A polícia da Nova Zelândia bloqueou milhões de dólares em fundos bancários pertencentes ao especialista russo em TI, Alexander Vinnik, e à sua empresa. Os fundos foram congelados após a investigação BTC-e, na qual Vinnik foi acusado de lavagem de dinheiro para criminosos.
A investigação da BTC-e resultou no congelamento de US$ 140 milhões
Segundo informações divulgadas na segunda-feira, cerca de US$ 140 milhões mantidos em bancos offshore foram recuperados e transferidos para a Nova Zelândia, sendo posteriormente bloqueados pela polícia. Esses fundos supostamente pertencem a Vinnik e à sua empresa registrada na Nova Zelândia, chamada Canton Business Corporation .
O fundo é considerado o maior montante já retido na Nova Zelândia. No entanto, o desenvolvimento de hoje é visto como parte da investigação da BTC-e.

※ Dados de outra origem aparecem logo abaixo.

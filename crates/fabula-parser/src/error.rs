use std::fmt;

use fabula_common::Locus;

/// A parser error with location information.
///
/// The parser raises the first positioned error and aborts (spec §4.2/§7)
/// -- there is no error-recovery mode, matching `fabula_lexer::LexError`.
#[derive(Debug, Clone, PartialEq)]
pub struct ParseError {
    pub message: String,
    pub locus: Locus,
}

impl ParseError {
    pub fn new(message: impl Into<String>, locus: Locus) -> Self {
        Self { message: message.into(), locus }
    }

    pub fn expected(what: &str, found_lexeme: &str, locus: Locus) -> Self {
        Self::new(format!("expected {what}, found {found_lexeme:?}"), locus)
    }
}

impl fmt::Display for ParseError {
    fn fmt(&self, f: &mut fmt::Formatter<'_>) -> fmt::Result {
        write!(f, "{}", self.message)
    }
}

impl std::error::Error for ParseError {}
//! The Fabula compiler CLI.
//!
//! Provides the `fabulac` command with three subcommands:
//!
//! - `fabulac lex` - tokenize source, dumping the token stream as JSON
//! - `fabulac parse` - tokenize and parse, dumping the module tree as JSON
//! - `fabulac emit -t {fab,py}` - run the full pipeline and print
//!   canonical surface text or lowered Python text on stdout
//!
//! Each subcommand reads from `-f PATH`, defaulting to stdin.

use std::io::Read;
use std::path::PathBuf;
use std::process;

use clap::{Parser, Subcommand, ValueEnum};

use fabula_common::Diagnostic;

#[derive(Parser)]
#[command(name = "fabulac", version, about = "The Fabula microcompiler")]
struct Cli {
    #[command(subcommand)]
    command: Commands,
}

#[derive(Subcommand)]
enum Commands {
    /// Tokenize source, dumping the token stream as JSON
    Lex {
        /// Path to the source file (defaults to stdin)
        #[arg(short = 'f', long = "file")]
        file: Option<PathBuf>,
    },
    /// Tokenize and parse, dumping the module tree as JSON
    Parse {
        #[arg(short = 'f', long = "file")]
        file: Option<PathBuf>,
    },
    /// Run the full pipeline and print the emitted text
    Emit {
        #[arg(short = 'f', long = "file")]
        file: Option<PathBuf>,

        /// Emission target: canonical Fabula surface text, or lowered
        /// Python text
        #[arg(short = 't', long = "target")]
        target: EmitTarget,
    },
}

#[derive(Clone, Copy, ValueEnum)]
enum EmitTarget {
    Fab,
    Py,
}

fn main() {
    let cli = Cli::parse();

    let result = match cli.command {
        Commands::Lex { file } => run_lex(file.as_deref()),
        Commands::Parse { file } => run_parse(file.as_deref()),
        Commands::Emit { file, target } => run_emit(file.as_deref(), target),
    };

    if let Err(()) = result {
        process::exit(1);
    }
}

fn read_input(file: Option<&std::path::Path>) -> Result<(String, String), ()> {
    match file {
        Some(path) => {
            let source = std::fs::read_to_string(path).map_err(|e| {
                eprintln!("error: failed to read '{}': {e}", path.display());
            })?;
            Ok((source, path.display().to_string()))
        }
        None => {
            let mut source = String::new();
            std::io::stdin().read_to_string(&mut source).map_err(|e| {
                eprintln!("error: failed to read stdin: {e}");
            })?;
            Ok((source, "<stdin>".to_string()))
        }
    }
}

fn report(diagnostic: &Diagnostic, filename: &str, source: &str) {
    eprint!("{}", diagnostic.render(filename, source));
}

fn run_lex(file: Option<&std::path::Path>) -> Result<(), ()> {
    let (source, filename) = read_input(file)?;
    let tokens = fabula_lexer::lex(&source, &filename).map_err(|e| {
        report(&Diagnostic::error(e.locus, e.to_string()), &filename, &source);
    })?;
    let json = serde_json::to_string_pretty(&tokens).expect("tokens always serialize");
    println!("{json}");
    Ok(())
}

fn run_parse(file: Option<&std::path::Path>) -> Result<(), ()> {
    let (source, filename) = read_input(file)?;
    let module = parse_module(&source, &filename)?;
    let json = serde_json::to_string_pretty(&module).expect("module always serializes");
    println!("{json}");
    Ok(())
}

fn run_emit(file: Option<&std::path::Path>, target: EmitTarget) -> Result<(), ()> {
    let (source, filename) = read_input(file)?;
    let module = parse_module(&source, &filename)?;
    let ctx = fabula_sema::analyze(&module);
    if ctx.has_errors() {
        for diagnostic in &ctx.diagnostics {
            report(diagnostic, &filename, &source);
        }
        return Err(());
    }

    let output = match target {
        EmitTarget::Fab => fabula_fmt::emit_canonical(&module),
        EmitTarget::Py => fabula_lower::emit_lowered(&module, &ctx),
    };
    println!("{output}");
    Ok(())
}

fn parse_module(source: &str, filename: &str) -> Result<fabula_parser::Module, ()> {
    let tokens = fabula_lexer::lex(source, filename).map_err(|e| {
        report(&Diagnostic::error(e.locus, e.to_string()), filename, source);
    })?;
    let tokens = fabula_lexer::prepare(tokens);
    fabula_parser::parse(tokens, filename).map_err(|e| {
        report(&Diagnostic::error(e.locus, e.to_string()), filename, source);
    })
}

A BTC-e é uma corretora de criptomoedas pertencente a Vinnik, que operava nos Estados Unidos. Há algum tempo, Vinnik vem sendo acusado de lavar uma quantia significativa de dólares para organizações criminosas por meio de sua corretora.
A BTC-e movimentou mais de US$ 4 bilhões em negociações Bitcoin
Andrew Coster, Comissário de Polícia da Nova Zelândia, alegou que a plataforma de câmbio de moeda digital não operava com medidas de prevenção à lavagem de dinheiro . Por esse motivo, cibercriminosos utilizavam a plataforma para lavar dinheiro obtido ilegalmente por meio de atividades como invasões de sistemas, golpes, tráfico de drogas e roubo de criptomoedas.
Em determinado momento, acreditava-se que o especialista em informática de 37 anos representava uma grande ameaça ao sistema bancário internacional, por meio de sua corretora. Após investigações da BTC-e, descobriu-se que a corretora de moeda digital movimentou mais de US$ 4 bilhões em transações Bitcoin (BTC) de forma anônima.
O gênio da informática foi detido em 2017, durante férias na Grécia. Posteriormente, foi extraditado para a França, enquanto as investigações do caso BTC-e prosseguiam. Desde então, permanece sob custódia no país. A polícia neozelandesa tem trabalhado em conjunto com as autoridades americanas para solucionar o caso, que Coster classificou como um "crime muito grave".